Copy all of the records word for word.

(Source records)
----------

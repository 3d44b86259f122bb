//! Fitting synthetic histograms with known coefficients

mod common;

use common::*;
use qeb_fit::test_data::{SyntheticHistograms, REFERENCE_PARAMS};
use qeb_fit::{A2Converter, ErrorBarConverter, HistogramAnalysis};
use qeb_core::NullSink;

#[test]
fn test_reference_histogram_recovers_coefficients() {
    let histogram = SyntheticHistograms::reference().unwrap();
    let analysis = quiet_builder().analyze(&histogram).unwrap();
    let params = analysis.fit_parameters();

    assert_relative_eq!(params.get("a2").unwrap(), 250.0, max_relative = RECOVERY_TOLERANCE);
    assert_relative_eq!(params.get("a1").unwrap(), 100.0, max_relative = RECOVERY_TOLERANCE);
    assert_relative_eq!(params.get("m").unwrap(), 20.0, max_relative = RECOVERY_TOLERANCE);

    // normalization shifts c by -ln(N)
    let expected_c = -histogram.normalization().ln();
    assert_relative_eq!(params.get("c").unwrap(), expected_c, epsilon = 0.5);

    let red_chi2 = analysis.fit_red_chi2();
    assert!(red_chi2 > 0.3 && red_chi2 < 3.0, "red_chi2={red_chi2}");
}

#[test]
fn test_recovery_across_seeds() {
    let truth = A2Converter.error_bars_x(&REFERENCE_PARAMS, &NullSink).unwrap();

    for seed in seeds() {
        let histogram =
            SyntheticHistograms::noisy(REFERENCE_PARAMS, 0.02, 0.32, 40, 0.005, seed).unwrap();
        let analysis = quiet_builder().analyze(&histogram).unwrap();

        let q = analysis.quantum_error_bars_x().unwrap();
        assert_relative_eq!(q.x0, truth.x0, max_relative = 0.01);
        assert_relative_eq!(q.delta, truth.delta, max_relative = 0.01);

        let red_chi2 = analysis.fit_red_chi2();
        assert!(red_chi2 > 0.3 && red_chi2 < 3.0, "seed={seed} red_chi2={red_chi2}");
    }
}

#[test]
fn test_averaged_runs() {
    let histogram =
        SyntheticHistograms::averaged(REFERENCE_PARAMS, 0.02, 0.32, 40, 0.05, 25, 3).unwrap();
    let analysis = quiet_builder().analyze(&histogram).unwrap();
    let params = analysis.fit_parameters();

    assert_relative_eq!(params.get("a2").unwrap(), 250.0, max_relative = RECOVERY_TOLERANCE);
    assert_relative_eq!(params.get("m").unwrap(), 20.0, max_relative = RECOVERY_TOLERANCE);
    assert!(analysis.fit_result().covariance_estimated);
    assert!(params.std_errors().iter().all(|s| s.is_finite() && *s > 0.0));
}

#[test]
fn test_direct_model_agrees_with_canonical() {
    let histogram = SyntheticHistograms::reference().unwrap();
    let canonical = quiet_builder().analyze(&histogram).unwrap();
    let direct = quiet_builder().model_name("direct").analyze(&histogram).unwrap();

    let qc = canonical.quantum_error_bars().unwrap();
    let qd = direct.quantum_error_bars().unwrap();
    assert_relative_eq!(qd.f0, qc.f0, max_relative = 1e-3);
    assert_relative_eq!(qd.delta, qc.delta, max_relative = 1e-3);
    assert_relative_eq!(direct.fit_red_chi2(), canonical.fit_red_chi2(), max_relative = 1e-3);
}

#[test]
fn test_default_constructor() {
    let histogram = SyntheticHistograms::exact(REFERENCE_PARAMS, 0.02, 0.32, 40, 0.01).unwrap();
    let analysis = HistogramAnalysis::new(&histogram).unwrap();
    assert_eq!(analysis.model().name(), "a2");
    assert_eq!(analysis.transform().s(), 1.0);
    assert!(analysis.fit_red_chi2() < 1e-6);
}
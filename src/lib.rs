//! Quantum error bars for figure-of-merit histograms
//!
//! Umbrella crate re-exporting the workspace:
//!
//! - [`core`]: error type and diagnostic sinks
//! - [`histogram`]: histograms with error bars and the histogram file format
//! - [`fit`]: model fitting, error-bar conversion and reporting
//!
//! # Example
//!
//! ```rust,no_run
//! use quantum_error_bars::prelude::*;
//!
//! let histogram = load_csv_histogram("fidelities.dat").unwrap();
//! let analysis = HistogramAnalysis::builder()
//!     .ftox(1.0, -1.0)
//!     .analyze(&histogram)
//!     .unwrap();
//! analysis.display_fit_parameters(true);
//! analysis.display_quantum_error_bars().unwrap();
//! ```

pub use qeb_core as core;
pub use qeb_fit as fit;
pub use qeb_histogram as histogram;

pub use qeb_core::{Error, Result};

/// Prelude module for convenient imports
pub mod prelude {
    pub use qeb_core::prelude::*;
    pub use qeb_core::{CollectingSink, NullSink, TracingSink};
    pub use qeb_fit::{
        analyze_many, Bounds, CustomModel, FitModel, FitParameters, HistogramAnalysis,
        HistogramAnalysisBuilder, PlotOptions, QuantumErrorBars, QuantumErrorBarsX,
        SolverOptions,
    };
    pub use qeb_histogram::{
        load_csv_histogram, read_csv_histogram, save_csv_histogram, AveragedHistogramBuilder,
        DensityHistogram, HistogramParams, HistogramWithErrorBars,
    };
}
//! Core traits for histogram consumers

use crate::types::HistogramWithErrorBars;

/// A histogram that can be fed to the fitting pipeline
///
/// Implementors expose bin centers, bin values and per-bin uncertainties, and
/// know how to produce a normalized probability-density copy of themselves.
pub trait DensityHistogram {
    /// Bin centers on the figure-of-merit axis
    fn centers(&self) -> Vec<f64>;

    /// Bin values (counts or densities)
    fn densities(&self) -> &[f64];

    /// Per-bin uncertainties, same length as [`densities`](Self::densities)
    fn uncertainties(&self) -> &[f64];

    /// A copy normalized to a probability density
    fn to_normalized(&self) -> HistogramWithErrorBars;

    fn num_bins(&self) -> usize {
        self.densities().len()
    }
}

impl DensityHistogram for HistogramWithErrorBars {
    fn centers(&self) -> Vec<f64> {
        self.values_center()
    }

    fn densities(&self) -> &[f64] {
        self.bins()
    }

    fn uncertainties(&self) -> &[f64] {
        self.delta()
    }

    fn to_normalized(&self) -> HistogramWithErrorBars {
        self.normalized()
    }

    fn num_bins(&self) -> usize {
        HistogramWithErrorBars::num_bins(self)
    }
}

----------

Written solution —
repository 3d44b86259f122bb
//! Fitting synthetic histograms with known coefficients

mod common;

use common::*;
use qeb_fit::test_data::{SyntheticHistograms, REFERENCE_PARAMS};
use qeb_fit::{A2Converter, ErrorBarConverter, HistogramAnalysis};
use qeb_core::NullSink;

#[test]
fn test_reference_histogram_recovers_coefficients() {
    let histogram = SyntheticHistograms::reference().unwrap();
    let analysis = quiet_builder().analyze(&histogram).unwrap();
    let params = analysis.fit_parameters();

    assert_relative_eq!(params.get("a2").unwrap(), 250.0, max_relative = RECOVERY_TOLERANCE);
    assert_relative_eq!(params.get("a1").unwrap(), 100.0, max_relative = RECOVERY_TOLERANCE);
    assert_relative_eq!(params.get("m").unwrap(), 20.0, max_relative = RECOVERY_TOLERANCE);

    // normalization shifts c by -ln(N)
    let expected_c = -histogram.normalization().ln();
    assert_relative_eq!(params.get("c").unwrap(), expected_c, epsilon = 0.5);

    let red_chi2 = analysis.fit_red_chi2();
    assert!(red_chi2 > 0.3 && red_chi2 < 3.0, "red_chi2={red_chi2}");
}

#[test]
fn test_recovery_across_seeds() {
    let truth = A2Converter.error_bars_x(&REFERENCE_PARAMS, &NullSink).unwrap();

    for seed in seeds() {
        let histogram =
            SyntheticHistograms::noisy(REFERENCE_PARAMS, 0.02, 0.32, 40, 0.005, seed).unwrap();
        let analysis = quiet_builder().analyze(&histogram).unwrap();

        let q = analysis.quantum_error_bars_x().unwrap();
        assert_relative_eq!(q.x0, truth.x0, max_relative = 0.01);
        assert_relative_eq!(q.delta, truth.delta, max_relative = 0.01);

        let red_chi2 = analysis.fit_red_chi2();
        assert!(red_chi2 > 0.3 && red_chi2 < 3.0, "seed={seed} red_chi2={red_chi2}");
    }
}

#[test]
fn test_averaged_runs() {
    let histogram =
        SyntheticHistograms::averaged(REFERENCE_PARAMS, 0.02, 0.32, 40, 0.05, 25, 3).unwrap();
    let analysis = quiet_builder().analyze(&histogram).unwrap();
    let params = analysis.fit_parameters();

    assert_relative_eq!(params.get("a2").unwrap(), 250.0, max_relative = RECOVERY_TOLERANCE);
    assert_relative_eq!(params.get("m").unwrap(), 20.0, max_relative = RECOVERY_TOLERANCE);
    assert!(analysis.fit_result().covariance_estimated);
    assert!(params.std_errors().iter().all(|s| s.is_finite() && *s > 0.0));
}

#[test]
fn test_direct_model_agrees_with_canonical() {
    let histogram = SyntheticHistograms::reference().unwrap();
    let canonical = quiet_builder().analyze(&histogram).unwrap();
    let direct = quiet_builder().model_name("direct").analyze(&histogram).unwrap();

    let qc = canonical.quantum_error_bars().unwrap();
    let qd = direct.quantum_error_bars().unwrap();
    assert_relative_eq!(qd.f0, qc.f0, max_relative = 1e-3);
    assert_relative_eq!(qd.delta, qc.delta, max_relative = 1e-3);
    assert_relative_eq!(direct.fit_red_chi2(), canonical.fit_red_chi2(), max_relative = 1e-3);
}

#[test]
fn test_default_constructor() {
    let histogram = SyntheticHistograms::exact(REFERENCE_PARAMS, 0.02, 0.32, 40, 0.01).unwrap();
    let analysis = HistogramAnalysis::new(&histogram).unwrap();
    assert_eq!(analysis.model().name(), "a2");
    assert_eq!(analysis.transform().s(), 1.0);
    assert!(analysis.fit_red_chi2() < 1e-6);
}
filename src/lib.rs
//! Quantum error bars for figure-of-merit histograms
//!
//! Umbrella crate re-exporting the workspace:
//!
//! - [`core`]: error type and diagnostic sinks
//! - [`histogram`]: histograms with error bars and the histogram file format
//! - [`fit`]: model fitting, error-bar conversion and reporting
//!
//! # Example
//!
//! ```rust,no_run
//! use quantum_error_bars::prelude::*;
//!
//! let histogram = load_csv_histogram("fidelities.dat").unwrap();
//! let analysis = HistogramAnalysis::builder()
//!     .ftox(1.0, -1.0)
//!     .analyze(&histogram)
//!     .unwrap();
//! analysis.display_fit_parameters(true);
//! analysis.display_quantum_error_bars().unwrap();
//! ```

pub use qeb_core as core;
pub use qeb_fit as fit;
pub use qeb_histogram as histogram;

pub use qeb_core::{Error, Result};

/// Prelude module for convenient imports
pub mod prelude {
    pub use qeb_core::prelude::*;
    pub use qeb_core::{CollectingSink, NullSink, TracingSink};
    pub use qeb_fit::{
        analyze_many, Bounds, CustomModel, FitModel, FitParameters, HistogramAnalysis,
        HistogramAnalysisBuilder, PlotOptions, QuantumErrorBars, QuantumErrorBarsX,
        SolverOptions,
    };
    pub use qeb_histogram::{
        load_csv_histogram, read_csv_histogram, save_csv_histogram, AveragedHistogramBuilder,
        DensityHistogram, HistogramParams, HistogramWithErrorBars,
    };
}
//! Core traits for histogram consumers

use crate::types::HistogramWithErrorBars;

/// A histogram that can be fed to the fitting pipeline
///
/// Implementors expose bin centers, bin values and per-bin uncertainties, and
/// know how to produce a normalized probability-density copy of themselves.
pub trait DensityHistogram {
    /// Bin centers on the figure-of-merit axis
    fn centers(&self) -> Vec<f64>;

    /// Bin values (counts or densities)
    fn densities(&self) -> &[f64];

    /// Per-bin uncertainties, same length as [`densities`](Self::densities)
    fn uncertainties(&self) -> &[f64];

    /// A copy normalized to a probability density
    fn to_normalized(&self) -> HistogramWithErrorBars;

    fn num_bins(&self) -> usize {
        self.densities().len()
    }
}

impl DensityHistogram for HistogramWithErrorBars {
    fn centers(&self) -> Vec<f64> {
        self.values_center()
    }

    fn densities(&self) -> &[f64] {
        self.bins()
    }

    fn uncertainties(&self) -> &[f64] {
        self.delta()
    }

    fn to_normalized(&self) -> HistogramWithErrorBars {
        self.normalized()
    }

    fn num_bins(&self) -> usize {
        HistogramWithErrorBars::num_bins(self)
    }
}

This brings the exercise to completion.